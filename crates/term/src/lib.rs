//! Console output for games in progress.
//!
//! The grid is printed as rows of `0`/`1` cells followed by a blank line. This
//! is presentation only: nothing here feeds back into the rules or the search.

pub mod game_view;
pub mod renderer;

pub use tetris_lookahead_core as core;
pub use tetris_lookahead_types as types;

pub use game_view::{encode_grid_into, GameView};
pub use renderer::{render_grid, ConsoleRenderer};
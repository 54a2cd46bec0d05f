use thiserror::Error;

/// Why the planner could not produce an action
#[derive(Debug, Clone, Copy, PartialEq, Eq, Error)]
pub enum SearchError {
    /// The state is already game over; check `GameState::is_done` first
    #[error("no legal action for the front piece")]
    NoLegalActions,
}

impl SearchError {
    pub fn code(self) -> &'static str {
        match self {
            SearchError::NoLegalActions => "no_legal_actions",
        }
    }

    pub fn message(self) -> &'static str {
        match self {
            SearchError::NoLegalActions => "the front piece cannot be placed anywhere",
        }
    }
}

## PROMPT
All of the entries should be transcribed exactly as they appear.

## RESPONSE AREA
filename crates/term/src/lib.rs
//! Console output for games in progress.
//!
//! The grid is printed as rows of `0`/`1` cells followed by a blank line. This
//! is presentation only: nothing here feeds back into the rules or the search.

pub mod game_view;
pub mod renderer;

pub use tetris_lookahead_core as core;
pub use tetris_lookahead_types as types;

pub use game_view::{encode_grid_into, GameView};
pub use renderer::{render_grid, ConsoleRenderer};
repository 54a2cd46bec0d05f
use thiserror::Error;

/// Why the planner could not produce an action
#[derive(Debug, Clone, Copy, PartialEq, Eq, Error)]
pub enum SearchError {
    /// The state is already game over; check `GameState::is_done` first
    #[error("no legal action for the front piece")]
    NoLegalActions,
}

impl SearchError {
    pub fn code(self) -> &'static str {
        match self {
            SearchError::NoLegalActions => "no_legal_actions",
        }
    }

    pub fn message(self) -> &'static str {
        match self {
            SearchError::NoLegalActions => "the front piece cannot be placed anywhere",
        }
    }
}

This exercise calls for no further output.